Par ailleurs, notre propos n’étant pas de discuter la systématique des espèces, nous invitons le lecteur à se reporter pour ce faire aux publications citées et à leur bibliographie respective. Dans quelques cas, nous avons d’ailleurs repris entre guillemets des citations d’espèces plus ou moins précises, telles qu’elles apparaissent dans les publications consultées.
1) Échinodermes : oursins (Echinodermata, Echinoidea) et crinoïdes (Echinodermata, Crinoidea)
Les oursins irréguliers suivants ont été identifiés (déterminations Ph. Nicolleau) :
- Collyrites ellipticus (Lamarck, 1816) (Callovien),
- Pygomalus analis (Agassiz, 1835) (Bathonien moyen et supérieur).
Smith & Kroh (2011) indiquent qu’en Europe Pygomalus analis s’étend du Bathonien supérieur au Callovien inférieur, et Collyrites ellipticus du Bathonien au Callovien.

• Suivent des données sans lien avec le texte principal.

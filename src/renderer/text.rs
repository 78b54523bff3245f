//! ASCII renderer for terminals
//!
//! Legend: `P` player, `X` police, `#` rock, `E` exit, `.` open ground.

use std::fmt::Write as _;
use std::io::Write;

use super::Renderer;
use crate::sim::{Frame, GamePhase, Position};

/// Draw a frame as text: HUD line, then one line per grid row
pub fn draw_frame(frame: &Frame<'_>) -> String {
    let grid = frame.grid;
    let mut out = String::new();

    let hearts = "♥".repeat(frame.health as usize);
    let _ = writeln!(out, "Hearts: {:<3}  Score: {}", hearts, frame.score);

    for row in 0..grid.rows() {
        let line: Vec<&str> = (0..grid.cols())
            .map(|col| {
                let p = Position::new(row, col);
                if p == frame.player {
                    "P"
                } else if frame.pursuers.contains(&p) {
                    "X"
                } else if grid.is_obstacle(p) {
                    "#"
                } else if p == grid.exit() {
                    "E"
                } else {
                    "."
                }
            })
            .collect();
        let _ = writeln!(out, "{}", line.join(" "));
    }

    match frame.phase {
        GamePhase::Running => {}
        GamePhase::Victory => out.push_str("You escaped the prison!\n"),
        GamePhase::Defeat => out.push_str("You were caught by the police!\n"),
    }
    out
}

/// Writes a frame to the surface whenever the drawing changes
pub struct TextRenderer<W: Write + Send> {
    surface: Option<W>,
    last: Option<String>,
}

impl<W: Write + Send> TextRenderer<W> {
    pub fn new(surface: W) -> Self {
        Self {
            surface: Some(surface),
            last: None,
        }
    }

    /// Renderer with no surface yet; frames are skipped until `attach`
    pub fn detached() -> Self {
        Self {
            surface: None,
            last: None,
        }
    }

    pub fn attach(&mut self, surface: W) {
        self.surface = Some(surface);
        self.last = None;
    }

    pub fn detach(&mut self) -> Option<W> {
        self.surface.take()
    }

    pub fn is_attached(&self) -> bool {
        self.surface.is_some()
    }
}

impl<W: Write + Send> Renderer for TextRenderer<W> {
    fn render(&mut self, frame: &Frame<'_>) {
        let Some(surface) = self.surface.as_mut() else {
            return;
        };

        let drawing = draw_frame(frame);
        if self.last.as_deref() == Some(drawing.as_str()) {
            return;
        }

        if let Err(e) = surface
            .write_all(drawing.as_bytes())
            .and_then(|_| writeln!(surface))
            .and_then(|_| surface.flush())
        {
            log::warn!("Text surface failed, detaching: {}", e);
            self.surface = None;
            return;
        }
        self.last = Some(drawing);
    }
}
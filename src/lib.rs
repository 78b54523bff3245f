//! Grid Chase - escape a 10x10 prison yard before the police catch you
//!
//! Core modules:
//! - `sim`: Game simulation (grid, collisions, police AI, session state)
//! - `game_loop`: Threaded fixed-cadence driver with pause/resume/restart
//! - `renderer`: Render callback contract plus text/JSON renderers
//! - `highscores`: Persisted best score
//! - `settings`: Runtime configuration

pub mod error;
pub mod game_loop;
pub mod highscores;
pub mod renderer;
pub mod settings;
pub mod sim;

pub use error::GameError;
pub use game_loop::{GameHandle, GameLoop, LoopParts, SessionObserver};
pub use highscores::{HighScoreStore, HighScores, MemoryScores, ScoreSink};
pub use settings::Settings;

/// Game configuration constants
pub mod consts {
    use crate::sim::Position;

    /// Battlefield dimensions (tiles)
    pub const GRID_ROWS: i32 = 10;
    pub const GRID_COLS: i32 = 10;

    /// Player spawns bottom-left
    pub const START: Position = Position::new(GRID_ROWS - 1, 0);
    /// Exit is top-right
    pub const EXIT: Position = Position::new(0, GRID_COLS - 1);

    /// Hearts at session start
    pub const STARTING_HEALTH: u8 = 3;
    /// Score awarded per successful player step
    pub const MOVE_REWARD: u32 = 10;
    /// Largest per-step reward settings may configure
    pub const MAX_MOVE_REWARD: u32 = 1000;

    /// Police move every 500ms, independent of the frame rate
    pub const PURSUER_MOVE_INTERVAL_MS: u64 = 500;
    /// ~60 FPS loop budget
    pub const FRAME_INTERVAL_MS: u64 = 16;

    /// Probability a pursuer steps toward the player instead of wandering
    pub const CHASE_PROBABILITY: f32 = 0.7;

    /// Random spawn draws before falling back to a deterministic scan
    pub const MAX_SPAWN_ATTEMPTS: u32 = 1000;
}
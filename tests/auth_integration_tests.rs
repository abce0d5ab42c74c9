use axum::{
    extract::FromRequestParts,
    http::{Method, Request, StatusCode, Uri, header, request::Parts},
};
use fakebuster_api::{
    AppState, MemoryRepository, MockMediaSink,
    auth::{AuthUser, Claims, DEV_USER_HEADER},
    config::{AppConfig, Env},
    models::User,
};
use jsonwebtoken::{EncodingKey, Header, encode};
use std::{sync::Arc, time::SystemTime};
use uuid::Uuid;

// --- Helper Functions ---

const TEST_JWT_SECRET: &str = "test-secret-value-1234567890";
const TEST_USER_ID: Uuid = Uuid::from_u128(1);

/// Signs a token for `user_id` that expires `exp_offset` seconds from now.
fn create_token(user_id: Uuid, exp_offset: i64, secret: &str) -> String {
    let now = SystemTime::now()
        .duration_since(SystemTime::UNIX_EPOCH)
        .unwrap()
        .as_secs() as i64;

    let claims = Claims {
        sub: user_id,
        iat: now as usize,
        exp: (now + exp_offset) as usize,
    };

    let key = EncodingKey::from_secret(secret.as_bytes());
    encode(&Header::default(), &claims, &key).unwrap()
}

fn create_app_state(env: Env, known_users: Vec<User>) -> AppState {
    let mut config = AppConfig::default();
    config.env = env;
    config.jwt_secret = TEST_JWT_SECRET.to_string();

    let repo = MemoryRepository::new();
    for user in known_users {
        repo.add_user(user);
    }

    AppState::new(Arc::new(repo), Arc::new(MockMediaSink::new()), config)
}

fn test_user() -> User {
    User {
        id: TEST_USER_ID,
        username: "factchecker".to_string(),
    }
}

fn get_request_parts(method: Method, uri: Uri) -> Parts {
    let request = Request::builder()
        .method(method)
        .uri(uri)
        .body(axum::body::Body::empty())
        .unwrap();
    let (parts, _) = request.into_parts();
    parts
}

fn with_bearer(parts: &mut Parts, token: &str) {
    parts.headers.insert(
        header::AUTHORIZATION,
        header::HeaderValue::from_str(&format!("Bearer {}", token)).unwrap(),
    );
}

async fn rejection_message(parts: &mut Parts, state: &AppState) -> (StatusCode, String) {
    let err = AuthUser::from_request_parts(parts, state)
        .await
        .expect_err("extraction should fail");
    (err.status_code(), err.to_string())
}

// --- Tests ---

#[tokio::test]
async fn test_auth_success_with_valid_jwt() {
    let token = create_token(TEST_USER_ID, 3600, TEST_JWT_SECRET);
    let app_state = create_app_state(Env::Production, vec![test_user()]);

    let mut parts = get_request_parts(Method::POST, "/news".parse().unwrap());
    with_bearer(&mut parts, &token);

    let user = AuthUser::from_request_parts(&mut parts, &app_state)
        .await
        .unwrap();
    assert_eq!(user.id, TEST_USER_ID);
    assert_eq!(user.username, "factchecker");
}

#[tokio::test]
async fn test_auth_failure_with_missing_header() {
    let app_state = create_app_state(Env::Production, vec![test_user()]);
    let mut parts = get_request_parts(Method::POST, "/news".parse().unwrap());

    let (status, message) = rejection_message(&mut parts, &app_state).await;
    assert_eq!(status, StatusCode::UNAUTHORIZED);
    assert_eq!(message, "No token, authorization denied");
}

#[tokio::test]
async fn test_auth_failure_with_non_bearer_scheme() {
    let app_state = create_app_state(Env::Production, vec![test_user()]);
    let mut parts = get_request_parts(Method::POST, "/news".parse().unwrap());
    parts.headers.insert(
        header::AUTHORIZATION,
        header::HeaderValue::from_static("Basic dXNlcjpwYXNz"),
    );

    let (status, _) = rejection_message(&mut parts, &app_state).await;
    assert_eq!(status, StatusCode::UNAUTHORIZED);
}

#[tokio::test]
async fn test_auth_failure_with_expired_jwt() {
    // Well past the default 60 second leeway.
    let token = create_token(TEST_USER_ID, -600, TEST_JWT_SECRET);
    let app_state = create_app_state(Env::Production, vec![test_user()]);

    let mut parts = get_request_parts(Method::POST, "/news".parse().unwrap());
    with_bearer(&mut parts, &token);

    let (status, message) = rejection_message(&mut parts, &app_state).await;
    assert_eq!(status, StatusCode::UNAUTHORIZED);
    assert_eq!(message, "Token has expired");
}

#[tokio::test]
async fn test_auth_failure_with_wrong_secret() {
    let token = create_token(TEST_USER_ID, 3600, "some-other-secret");
    let app_state = create_app_state(Env::Production, vec![test_user()]);

    let mut parts = get_request_parts(Method::POST, "/news".parse().unwrap());
    with_bearer(&mut parts, &token);

    let (status, message) = rejection_message(&mut parts, &app_state).await;
    assert_eq!(status, StatusCode::UNAUTHORIZED);
    assert_eq!(message, "Token is not valid");
}

#[tokio::test]
async fn test_auth_failure_for_unknown_user() {
    let token = create_token(Uuid::new_v4(), 3600, TEST_JWT_SECRET);
    let app_state = create_app_state(Env::Production, vec![test_user()]);

    let mut parts = get_request_parts(Method::POST, "/news".parse().unwrap());
    with_bearer(&mut parts, &token);

    let (status, _) = rejection_message(&mut parts, &app_state).await;
    assert_eq!(status, StatusCode::UNAUTHORIZED);
}

#[tokio::test]
async fn test_local_bypass_success() {
    let app_state = create_app_state(Env::Local, vec![test_user()]);

    let mut parts = get_request_parts(Method::POST, "/news".parse().unwrap());
    parts.headers.insert(
        header::HeaderName::from_static(DEV_USER_HEADER),
        header::HeaderValue::from_str(&TEST_USER_ID.to_string()).unwrap(),
    );

    let user = AuthUser::from_request_parts(&mut parts, &app_state)
        .await
        .unwrap();
    assert_eq!(user.id, TEST_USER_ID);
}

#[tokio::test]
async fn test_local_bypass_disabled_in_prod() {
    let app_state = create_app_state(Env::Production, vec![test_user()]);

    let mut parts = get_request_parts(Method::POST, "/news".parse().unwrap());
    parts.headers.insert(
        header::HeaderName::from_static(DEV_USER_HEADER),
        header::HeaderValue::from_str(&TEST_USER_ID.to_string()).unwrap(),
    );

    let (status, _) = rejection_message(&mut parts, &app_state).await;
    assert_eq!(status, StatusCode::UNAUTHORIZED);
}

#[tokio::test]
async fn test_resolved_identity_is_reused() {
    // No credentials at all: the identity comes from the request extensions.
    let app_state = create_app_state(Env::Production, vec![]);
    let mut parts = get_request_parts(Method::POST, "/news".parse().unwrap());
    let cached = AuthUser {
        id: TEST_USER_ID,
        username: "factchecker".to_string(),
    };
    parts.extensions.insert(cached.clone());

    let user = AuthUser::from_request_parts(&mut parts, &app_state)
        .await
        .unwrap();
    assert_eq!(user, cached);
}
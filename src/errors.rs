use axum::{
    Json,
    extract::{
        multipart::{MultipartError, MultipartRejection},
        rejection::{JsonRejection, PathRejection, QueryRejection},
    },
    http::StatusCode,
    response::{IntoResponse, Response},
};
use thiserror::Error;

use crate::{
    models::{MessageResponse, ValidationError},
    storage::MediaError,
};

/// AppError
///
/// Every failure a request can end in. Converted to a `{ "message": ... }`
/// body at the API boundary, so no error ever escapes a handler as a panic.
#[derive(Debug, Error)]
pub enum AppError {
    /// Missing, oversized or out-of-domain field, or a malformed request body.
    #[error(transparent)]
    Validation(#[from] ValidationError),

    /// Missing or invalid credential.
    #[error("{0}")]
    Unauthorized(String),

    /// Caller is authenticated but does not own the record.
    #[error("Not authorized")]
    Forbidden,

    #[error("News not found")]
    NotFound,

    /// The media sink refused the upload.
    #[error(transparent)]
    Media(#[from] MediaError),

    #[error("Database error: {0}")]
    Database(#[from] sqlx::Error),

    #[error("Internal error: {0}")]
    Internal(String),
}

/// Convenience type alias for service and handler return values.
pub type AppResult<T> = Result<T, AppError>;

impl AppError {
    pub fn bad_request(message: impl Into<String>) -> Self {
        AppError::Validation(ValidationError(message.into()))
    }

    pub fn status_code(&self) -> StatusCode {
        match self {
            AppError::Validation(_) | AppError::Media(_) => StatusCode::BAD_REQUEST,
            AppError::Unauthorized(_) => StatusCode::UNAUTHORIZED,
            AppError::Forbidden => StatusCode::FORBIDDEN,
            AppError::NotFound => StatusCode::NOT_FOUND,
            AppError::Database(_) | AppError::Internal(_) => StatusCode::INTERNAL_SERVER_ERROR,
        }
    }
}

impl IntoResponse for AppError {
    fn into_response(self) -> Response {
        let status = self.status_code();
        let message = match &self {
            AppError::Database(err) => {
                tracing::error!(error = %err, "Database error");
                "An internal error occurred".to_string()
            }
            AppError::Internal(msg) => {
                tracing::error!(error = %msg, "Internal error");
                "An internal error occurred".to_string()
            }
            other => other.to_string(),
        };

        (status, Json(MessageResponse::new(message))).into_response()
    }
}

// --- Extractor rejections ---
// Axum's default rejections answer in plain text; these keep the JSON shape.

impl From<QueryRejection> for AppError {
    fn from(rejection: QueryRejection) -> Self {
        AppError::bad_request(rejection.body_text())
    }
}

impl From<JsonRejection> for AppError {
    fn from(rejection: JsonRejection) -> Self {
        AppError::bad_request(rejection.body_text())
    }
}

impl From<MultipartRejection> for AppError {
    fn from(rejection: MultipartRejection) -> Self {
        AppError::bad_request(rejection.body_text())
    }
}

impl From<MultipartError> for AppError {
    fn from(err: MultipartError) -> Self {
        AppError::bad_request(err.body_text())
    }
}

/// An id that does not parse cannot name a stored record.
impl From<PathRejection> for AppError {
    fn from(_: PathRejection) -> Self {
        AppError::NotFound
    }
}
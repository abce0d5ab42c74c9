//! Postgres-backed store tests. Run with a migrated database:
//! `DATABASE_URL=postgres://... cargo test -- --ignored`

use fakebuster_api::{
    AppError,
    models::{Assessment, Category, NewNews, NewsPatch, SourcePlatform, User},
    repository::{NewsFilter, NewsRepository, PostgresRepository},
};
use serial_test::serial;
use sqlx::PgPool;
use uuid::Uuid;

// --- Test Context and Setup ---

struct DbTestContext {
    pool: PgPool,
}

impl DbTestContext {
    async fn setup() -> Self {
        dotenv::dotenv().ok();

        let db_url = std::env::var("DATABASE_URL")
            .expect("DATABASE_URL must be set to run integration tests");

        let pool = PgPool::connect(&db_url)
            .await
            .expect("Failed to connect to database for integration tests.");

        sqlx::migrate!("./migrations")
            .run(&pool)
            .await
            .expect("Failed to run database migrations.");

        DbTestContext { pool }
    }

    fn repository(&self) -> PostgresRepository {
        PostgresRepository::new(self.pool.clone())
    }
}

// --- Test Data Helpers ---

async fn create_test_user(pool: &PgPool, username: &str) -> User {
    sqlx::query_as::<_, User>(
        "INSERT INTO users (id, username) VALUES ($1, $2) RETURNING id, username",
    )
    .bind(Uuid::new_v4())
    .bind(username)
    .fetch_one(pool)
    .await
    .expect("Failed to create test user")
}

/// A record whose title carries `marker`, so searches stay isolated from
/// rows written by other tests.
fn new_news(author_id: Uuid, marker: &str, category: Category) -> NewNews {
    NewNews {
        title: format!("{marker} headline"),
        content: "Body text".to_string(),
        source_platform: SourcePlatform::Website,
        source_url: Some("https://example.com/a".to_string()),
        category,
        image_url: None,
        media_id: None,
        assessment: Assessment::Unsure,
        author_id,
    }
}

fn marker() -> String {
    format!("m{}", Uuid::new_v4().simple())
}

// --- Tests ---

#[tokio::test]
#[ignore]
#[serial]
async fn test_insert_and_find_with_author() {
    let ctx = DbTestContext::setup().await;
    let repo = ctx.repository();
    let user = create_test_user(&ctx.pool, "pg-author").await;

    let created = repo
        .insert(new_news(user.id, &marker(), Category::Health))
        .await
        .unwrap();
    assert_eq!(created.views, 0);
    assert_eq!(created.assessment, Assessment::Unsure);

    let view = repo.find_view_by_id(created.id).await.unwrap().unwrap();
    assert_eq!(view.news, created);
    assert_eq!(view.author.username.as_deref(), Some("pg-author"));

    assert!(repo.find_by_id(Uuid::new_v4()).await.unwrap().is_none());
}

#[tokio::test]
#[ignore]
#[serial]
async fn test_insert_rejects_invalid_title() {
    let ctx = DbTestContext::setup().await;
    let repo = ctx.repository();
    let user = create_test_user(&ctx.pool, "pg-invalid").await;

    let mut news = new_news(user.id, "x", Category::Other);
    news.title = "t".repeat(101);

    let err = repo.insert(news).await.unwrap_err();
    assert!(matches!(err, AppError::Validation(_)));
}

#[tokio::test]
#[ignore]
#[serial]
async fn test_find_many_filters_and_counts() {
    let ctx = DbTestContext::setup().await;
    let repo = ctx.repository();
    let user = create_test_user(&ctx.pool, "pg-lister").await;
    let tag = marker();

    for _ in 0..3 {
        repo.insert(new_news(user.id, &tag, Category::Politics))
            .await
            .unwrap();
    }
    repo.insert(new_news(user.id, &tag, Category::Health))
        .await
        .unwrap();

    let filter = NewsFilter {
        category: Some(Category::Politics),
        search: Some(tag.to_uppercase()),
        ..NewsFilter::default()
    };
    let (page, total) = repo.find_many(&filter, 0, 2).await.unwrap();
    assert_eq!(total, 3);
    assert_eq!(page.len(), 2);
    assert!(page[0].news.created_at >= page[1].news.created_at);

    let (rest, _) = repo.find_many(&filter, 2, 2).await.unwrap();
    assert_eq!(rest.len(), 1);
}

#[tokio::test]
#[ignore]
#[serial]
async fn test_search_treats_wildcards_literally() {
    let ctx = DbTestContext::setup().await;
    let repo = ctx.repository();
    let user = create_test_user(&ctx.pool, "pg-wildcard").await;
    let tag = marker();

    repo.insert(new_news(user.id, &tag, Category::Other))
        .await
        .unwrap();

    let filter = NewsFilter {
        search: Some(format!("{tag}%")),
        ..NewsFilter::default()
    };
    let (_, total) = repo.find_many(&filter, 0, 10).await.unwrap();
    assert_eq!(total, 0);
}

#[tokio::test]
#[ignore]
#[serial]
async fn test_update_and_delete_are_owner_scoped() {
    let ctx = DbTestContext::setup().await;
    let repo = ctx.repository();
    let owner = create_test_user(&ctx.pool, "pg-owner").await;
    let other = create_test_user(&ctx.pool, "pg-other").await;

    let created = repo
        .insert(new_news(owner.id, &marker(), Category::Technology))
        .await
        .unwrap();

    let patch = NewsPatch {
        assessment: Some(Assessment::LikelyTrue),
        ..NewsPatch::default()
    };

    // Wrong author: no row matches.
    assert!(
        repo.update_by_id(created.id, other.id, patch.clone())
            .await
            .unwrap()
            .is_none()
    );
    assert!(!repo.delete_by_id(created.id, other.id).await.unwrap());

    let updated = repo
        .update_by_id(created.id, owner.id, patch)
        .await
        .unwrap()
        .unwrap();
    assert_eq!(updated.assessment, Assessment::LikelyTrue);
    assert_eq!(updated.title, created.title);
    assert!(updated.updated_at >= created.updated_at);

    assert!(repo.delete_by_id(created.id, owner.id).await.unwrap());
    assert!(repo.find_by_id(created.id).await.unwrap().is_none());
}

#[tokio::test]
#[ignore]
#[serial]
async fn test_get_user() {
    let ctx = DbTestContext::setup().await;
    let repo = ctx.repository();
    let user = create_test_user(&ctx.pool, "pg-lookup").await;

    let found = repo.get_user(user.id).await.unwrap().unwrap();
    assert_eq!(found.username, "pg-lookup");
    assert!(repo.get_user(Uuid::new_v4()).await.unwrap().is_none());
}
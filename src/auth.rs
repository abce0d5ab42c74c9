use axum::{
    extract::{FromRef, FromRequestParts},
    http::{header, request::Parts},
};
use jsonwebtoken::{DecodingKey, Validation, decode, errors::ErrorKind};
use serde::{Deserialize, Serialize};
use uuid::Uuid;

use crate::{
    config::{AppConfig, Env},
    errors::AppError,
    repository::RepositoryState,
};

/// Header accepted in `Env::Local` in place of a bearer token.
pub const DEV_USER_HEADER: &str = "x-user-id";

/// Claims
///
/// Payload expected inside the bearer JWT issued by the identity provider.
#[derive(Debug, Serialize, Deserialize)]
pub struct Claims {
    /// Subject: the user's id.
    pub sub: Uuid,
    /// Expiration time (seconds since epoch). Always validated.
    pub exp: usize,
    /// Issued at.
    pub iat: usize,
}

/// AuthUser
///
/// The verified identity of the caller. Write handlers take it as an argument;
/// its presence is the proof that the Identity Verifier accepted the request.
#[derive(Debug, Clone, PartialEq)]
pub struct AuthUser {
    pub id: Uuid,
    pub username: String,
}

/// AuthUser Extractor Implementation
///
/// 0. An identity already resolved by `auth_middleware` for this request.
/// 1. Local bypass: in `Env::Local`, an `x-user-id` header naming a known user.
/// 2. `Authorization: Bearer <jwt>` decoded with the configured secret.
/// 3. The token subject must still exist in the user table.
///
/// Rejection: `AppError::Unauthorized` (401) on any failure.
impl<S> FromRequestParts<S> for AuthUser
where
    S: Send + Sync,
    RepositoryState: FromRef<S>,
    AppConfig: FromRef<S>,
{
    type Rejection = AppError;

    async fn from_request_parts(parts: &mut Parts, state: &S) -> Result<Self, Self::Rejection> {
        if let Some(user) = parts.extensions.get::<AuthUser>() {
            return Ok(user.clone());
        }

        let repo = RepositoryState::from_ref(state);
        let config = AppConfig::from_ref(state);

        if config.env == Env::Local {
            let bypass_id = parts
                .headers
                .get(DEV_USER_HEADER)
                .and_then(|value| value.to_str().ok())
                .and_then(|id_str| Uuid::parse_str(id_str).ok());

            if let Some(user_id) = bypass_id {
                if let Some(user) = repo.get_user(user_id).await? {
                    tracing::debug!(user_id = %user.id, "authenticated via local bypass");
                    return Ok(AuthUser {
                        id: user.id,
                        username: user.username,
                    });
                }
            }
        }

        let token = parts
            .headers
            .get(header::AUTHORIZATION)
            .and_then(|value| value.to_str().ok())
            .and_then(|value| value.strip_prefix("Bearer "))
            .ok_or_else(|| AppError::Unauthorized("No token, authorization denied".to_string()))?;

        let decoding_key = DecodingKey::from_secret(config.jwt_secret.as_bytes());
        let mut validation = Validation::default();
        validation.validate_exp = true;

        let token_data = decode::<Claims>(token, &decoding_key, &validation).map_err(|e| {
            let reason = match e.kind() {
                ErrorKind::ExpiredSignature => "Token has expired",
                _ => "Token is not valid",
            };
            tracing::debug!(error = %e, "bearer token rejected");
            AppError::Unauthorized(reason.to_string())
        })?;

        // A valid token for a deleted user is still refused.
        let user = repo
            .get_user(token_data.claims.sub)
            .await?
            .ok_or_else(|| AppError::Unauthorized("Token is not valid".to_string()))?;

        Ok(AuthUser {
            id: user.id,
            username: user.username,
        })
    }
}
//! List query parameters and page arithmetic for `GET /news`.

use serde::{Deserialize, de::DeserializeOwned, de::IntoDeserializer};

use crate::{
    errors::{AppError, AppResult},
    models::{Assessment, Category, ValidationError},
    repository::NewsFilter,
};

pub const DEFAULT_PAGE: i64 = 1;
pub const DEFAULT_PAGE_SIZE: i64 = 10;
pub const MAX_PAGE_SIZE: u64 = 100;

/// ListParams
///
/// Raw query string of `GET /news`. Values stay as strings here so empty
/// parameters (`?category=`) can be treated as absent.
#[derive(Debug, Clone, Default, Deserialize, utoipa::IntoParams)]
#[into_params(parameter_in = Query)]
pub struct ListParams {
    /// 1-based page number (default 1).
    pub page: Option<i64>,
    /// Page size (default 10, capped at 100).
    pub limit: Option<i64>,
    /// One of politics, technology, health, other.
    pub category: Option<String>,
    /// Assessment filter: likely-true, unsure, likely-false.
    pub status: Option<String>,
    /// Case-insensitive substring matched against title or content.
    pub search: Option<String>,
}

/// Pagination
///
/// Validated 1-based page position.
#[derive(Clone, Copy, Debug, PartialEq, Eq)]
pub struct Pagination {
    pub page: u64,
    pub page_size: u64,
}

impl Pagination {
    /// Rejects non-positive values and clamps the page size to [`MAX_PAGE_SIZE`].
    pub fn new(page: i64, page_size: i64) -> Result<Self, ValidationError> {
        if page < 1 {
            return Err(ValidationError("page must be a positive integer".to_string()));
        }
        if page_size < 1 {
            return Err(ValidationError("limit must be a positive integer".to_string()));
        }
        Ok(Self {
            page: page as u64,
            page_size: (page_size as u64).min(MAX_PAGE_SIZE),
        })
    }

    pub fn offset(&self) -> u64 {
        (self.page - 1).saturating_mul(self.page_size)
    }

    /// `ceil(total / page_size)`; page_size is never zero.
    pub fn total_pages(&self, total: u64) -> u64 {
        total.div_ceil(self.page_size)
    }

    pub fn has_more(&self, total: u64) -> bool {
        self.page.saturating_mul(self.page_size) < total
    }
}

impl Default for Pagination {
    fn default() -> Self {
        Self {
            page: DEFAULT_PAGE as u64,
            page_size: DEFAULT_PAGE_SIZE as u64,
        }
    }
}

/// ListQuery
///
/// Fully validated listing request handed to the service.
#[derive(Debug, Clone, Default, PartialEq)]
pub struct ListQuery {
    pub pagination: Pagination,
    pub filter: NewsFilter,
}

impl TryFrom<ListParams> for ListQuery {
    type Error = AppError;

    fn try_from(params: ListParams) -> AppResult<Self> {
        let pagination = Pagination::new(
            params.page.unwrap_or(DEFAULT_PAGE),
            params.limit.unwrap_or(DEFAULT_PAGE_SIZE),
        )?;

        let filter = NewsFilter {
            category: parse_enum::<Category>("category", non_empty(params.category))?,
            assessment: parse_enum::<Assessment>("status", non_empty(params.status))?,
            search: non_empty(params.search),
        };

        Ok(Self { pagination, filter })
    }
}

fn non_empty(value: Option<String>) -> Option<String> {
    value.filter(|v| !v.trim().is_empty())
}

/// Parses a string through the enum's serde representation, so query values
/// and JSON values share one spelling.
fn parse_enum<T: DeserializeOwned>(
    field: &str,
    value: Option<String>,
) -> Result<Option<T>, ValidationError> {
    value
        .map(|raw| {
            let de: serde::de::value::StrDeserializer<'_, serde::de::value::Error> =
                raw.as_str().into_deserializer();
            T::deserialize(de).map_err(|_| ValidationError(format!("invalid {field}: '{raw}'")))
        })
        .transpose()
}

Cependant, Delance et al. (1979) précisent que Pygomalus analis est distribué dans le Bathonien de la Nièvre de la base de la Zone à Subcontractus à la Zone à Discus inclusivement ; Collyrites ellipticus est une espèce courante dans le Callovien inférieur de la Nièvre.
Un crinoïde a aussi été identifié sous la forme de quelques articles isolés : Apiocrinus sp.
2) Crustacés (Arthropoda, Crustacea)
Quelques morceaux de carapaces de crustacés ont été récoltés, ainsi que quelques terriers de type Thalassinoides.
3) Brachiopodes (Brachiopoda)
Les espèces identifiées et leur répartition stratigraphique théorique sont présentées dans le Tableau 1, l’ensemble représentant une trentaine d’individus.
Les déterminations ont été effectuées à l’aide des publications de Almeras (1971), Laurin (1984), et Minot & Branger (2007).
On peut noter la présence d’espèces appartenant théoriquement au Bajocien supérieur. Cependant, Delance et al. (1979) avaient aussi récolté des brachiopodes du Bajocien supérieur dans un niveau du Bathonien inférieur ; ils avaient estimé que le Bathonien inférieur dans la région de Saint-Bénin-d’Azy (Nièvre, à une dizaine de kilomètres à l’Est du gisement de Saint-Éloi) avait pu remanier les niveaux sous-jacents, ce qui peut aussi être le cas ici.
4) Mollusques Lamellibranches (Mollusca, Bivalvia)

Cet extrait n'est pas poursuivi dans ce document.